His toolkit also included the capacity to shut out the world. He wasn't ignorant of what was happening around him.  He was well-read on many topics and saw clearly to the center of things, but he could choose to let go of what he could do little about.  He chose instead to trade the energy of worry for life-saving and life-affirming acts for his family, which was to him always at his heart's center.

In doing all this, he made it appear effortless.   No existential angst, no depressive cynicism, and no overarching sadness accompanied him, though I cannot help but believe he was confronted by those sirens in his life.  Instead, he smiled, joked with his daughters and grandchildren, ran his jazz-infused fingers (still nimble in his mid-eighties) across the piano keys, and ate his favorite little candy nibs, a stash of which he kept in his nightstand.   

If I am honest with myself, I know I have never approached life with such equanimity, even as I benefitted greatly by watching his.   In that sense, as I await my test results and whatever follows, his life is a model for me.   I know, given my age, that life's challenges will grow.  That is as it should and must be.  Those who want to extend life indefinitely have always seemed to me to lack the understanding of how precious life is precisely because it is short.  They would live in just one world, as if the earth and the sun could be as majestically glorious without each other.
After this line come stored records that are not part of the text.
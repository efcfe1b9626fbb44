use serde::{Deserialize, Serialize};
use std::env;
use std::path::PathBuf;
use std::time::Duration;

#[derive(Debug, Clone, Serialize, Deserialize)]
pub struct AppConfig {
    pub environment: Environment,
    pub server: ServerConfig,
    pub database: DatabaseConfig,
    pub authz: AuthzConfig,
    pub security: SecurityConfig,
}

#[derive(Debug, Clone, Copy, PartialEq, Eq, Serialize, Deserialize)]
pub enum Environment {
    Development,
    Staging,
    Production,
}

#[derive(Debug, Clone, Serialize, Deserialize)]
pub struct ServerConfig {
    pub port: u16,
}

#[derive(Debug, Clone, Serialize, Deserialize)]
pub struct DatabaseConfig {
    /// Absent means the in-memory store (development only)
    pub url: Option<String>,
    pub max_connections: u32,
    pub connection_timeout: u64,
}

#[derive(Debug, Clone, Serialize, Deserialize)]
pub struct AuthzConfig {
    pub role_cache_ttl_secs: u64,
    pub role_lookup_timeout_ms: u64,
    pub policy_file: Option<PathBuf>,
    pub public_paths: Vec<String>,
    /// Paths open to any verified identity, with or without a role
    pub enrollment_paths: Vec<String>,
    /// Identity created or promoted to ADMIN at startup
    pub bootstrap_admin: Option<String>,
}

#[derive(Debug, Clone, Serialize, Deserialize)]
pub struct SecurityConfig {
    #[serde(skip_serializing, default)]
    pub jwt_secret: String,
    pub enable_cors: bool,
    pub cors_origins: Vec<String>,
    pub jwt_expiry_hours: u64,
}

#[derive(Debug, thiserror::Error)]
pub enum SettingsError {
    #[error("JWT_SECRET must be set outside development")]
    MissingJwtSecret,

    #[error("DATABASE_URL must be set in production")]
    MissingDatabaseUrl,

    #[error("role lookup timeout must be greater than zero")]
    ZeroLookupTimeout,
}

const DEV_JWT_SECRET: &str = "development-only-secret";

impl AuthzConfig {
    pub fn default_public_paths() -> Vec<String> {
        ["/", "/health", "/sign-in/**", "/sign-up/**"]
            .iter()
            .map(|s| s.to_string())
            .collect()
    }

    pub fn default_enrollment_paths() -> Vec<String> {
        vec!["/api/me/sync".to_string()]
    }

    pub fn role_cache_ttl(&self) -> Duration {
        Duration::from_secs(self.role_cache_ttl_secs)
    }

    pub fn role_lookup_timeout(&self) -> Duration {
        Duration::from_millis(self.role_lookup_timeout_ms)
    }
}

impl Default for AuthzConfig {
    fn default() -> Self {
        Self {
            role_cache_ttl_secs: 60,
            role_lookup_timeout_ms: 500,
            policy_file: None,
            public_paths: Self::default_public_paths(),
            enrollment_paths: Self::default_enrollment_paths(),
            bootstrap_admin: None,
        }
    }
}

impl AppConfig {
    pub fn from_env() -> Self {
        let environment = match env::var("APP_ENV").as_deref() {
            Ok("production") | Ok("prod") => Environment::Production,
            Ok("staging") | Ok("stage") => Environment::Staging,
            _ => Environment::Development,
        };

        // Set defaults based on environment, then override with specific env vars
        match environment {
            Environment::Production => Self::production(),
            Environment::Staging => Self::staging(),
            Environment::Development => Self::development(),
        }
        .with_env_overrides()
    }

    fn with_env_overrides(mut self) -> Self {
        // Server overrides
        if let Some(v) = env::var("FREELANCE_API_PORT").ok().or_else(|| env::var("PORT").ok()) {
            self.server.port = v.parse().unwrap_or(self.server.port);
        }

        // Database overrides
        if let Ok(v) = env::var("DATABASE_URL") {
            if !v.trim().is_empty() {
                self.database.url = Some(v);
            }
        }
        if let Ok(v) = env::var("DATABASE_MAX_CONNECTIONS") {
            self.database.max_connections = v.parse().unwrap_or(self.database.max_connections);
        }
        if let Ok(v) = env::var("DATABASE_CONNECTION_TIMEOUT") {
            self.database.connection_timeout = v.parse().unwrap_or(self.database.connection_timeout);
        }

        // Authorization overrides
        if let Ok(v) = env::var("AUTHZ_ROLE_CACHE_TTL_SECS") {
            self.authz.role_cache_ttl_secs = v.parse().unwrap_or(self.authz.role_cache_ttl_secs);
        }
        if let Ok(v) = env::var("AUTHZ_ROLE_LOOKUP_TIMEOUT_MS") {
            self.authz.role_lookup_timeout_ms = v.parse().unwrap_or(self.authz.role_lookup_timeout_ms);
        }
        if let Ok(v) = env::var("AUTHZ_POLICY_FILE") {
            if !v.trim().is_empty() {
                self.authz.policy_file = Some(PathBuf::from(v));
            }
        }
        if let Ok(v) = env::var("AUTHZ_PUBLIC_PATHS") {
            self.authz.public_paths = split_list(&v);
        }
        if let Ok(v) = env::var("AUTHZ_ENROLLMENT_PATHS") {
            self.authz.enrollment_paths = split_list(&v);
        }
        if let Ok(v) = env::var("AUTHZ_BOOTSTRAP_ADMIN") {
            if !v.trim().is_empty() {
                self.authz.bootstrap_admin = Some(v.trim().to_string());
            }
        }

        // Security overrides
        if let Ok(v) = env::var("JWT_SECRET") {
            self.security.jwt_secret = v;
        }
        if let Ok(v) = env::var("SECURITY_ENABLE_CORS") {
            self.security.enable_cors = v.parse().unwrap_or(self.security.enable_cors);
        }
        if let Ok(v) = env::var("SECURITY_CORS_ORIGINS") {
            self.security.cors_origins = split_list(&v);
        }
        if let Ok(v) = env::var("SECURITY_JWT_EXPIRY_HOURS") {
            self.security.jwt_expiry_hours = v.parse().unwrap_or(self.security.jwt_expiry_hours);
        }

        self
    }

    /// Reject settings the server must not start with
    pub fn validate(&self) -> Result<(), SettingsError> {
        if self.environment != Environment::Development && self.security.jwt_secret.is_empty() {
            return Err(SettingsError::MissingJwtSecret);
        }
        if self.environment == Environment::Production && self.database.url.is_none() {
            return Err(SettingsError::MissingDatabaseUrl);
        }
        if self.authz.role_lookup_timeout_ms == 0 {
            return Err(SettingsError::ZeroLookupTimeout);
        }
        Ok(())
    }

    pub fn development() -> Self {
        Self {
            environment: Environment::Development,
            server: ServerConfig { port: 3000 },
            database: DatabaseConfig {
                url: None,
                max_connections: 10,
                connection_timeout: 30,
            },
            authz: AuthzConfig::default(),
            security: SecurityConfig {
                jwt_secret: DEV_JWT_SECRET.to_string(),
                enable_cors: true,
                cors_origins: vec!["http://localhost:3000".to_string(), "http://localhost:5173".to_string()],
                jwt_expiry_hours: 24 * 7, // 1 week
            },
        }
    }

    pub fn staging() -> Self {
        Self {
            environment: Environment::Staging,
            server: ServerConfig { port: 3000 },
            database: DatabaseConfig {
                url: None,
                max_connections: 20,
                connection_timeout: 10,
            },
            authz: AuthzConfig::default(),
            security: SecurityConfig {
                jwt_secret: String::new(),
                enable_cors: true,
                cors_origins: vec!["https://staging.example.com".to_string()],
                jwt_expiry_hours: 24,
            },
        }
    }

    pub fn production() -> Self {
        Self {
            environment: Environment::Production,
            server: ServerConfig { port: 3000 },
            database: DatabaseConfig {
                url: None,
                max_connections: 50,
                connection_timeout: 5,
            },
            authz: AuthzConfig::default(),
            security: SecurityConfig {
                jwt_secret: String::new(),
                enable_cors: true,
                cors_origins: vec!["https://app.example.com".to_string()],
                jwt_expiry_hours: 4,
            },
        }
    }
}

fn split_list(value: &str) -> Vec<String> {
    value
        .split(',')
        .map(|s| s.trim().to_string())
        .filter(|s| !s.is_empty())
        .collect()
}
As my father-in-law lay in hospice, unconscious and lost to us in everything but the final way, we spent an hour at his house, looking through his papers.  His was meticulous about his record-keeping, a fact which no doubt made him such an outstanding hospital administrator in his healthier days.  It was in doing this that we come across his will, packed neatly in a brown envelope, on which he had written in his large block print style "In Case of the Inevitable."   I think it would be hard to find a better example of his ability to live in the two worlds of his life.  We went back to the hospital.  As we sat at his bedside, we noticed that his feet were moving to the sound of some of his favorite music that we had brought into his hospital room.  The inevitable would come, but that reality would be accompanied by the always-present beat of his life.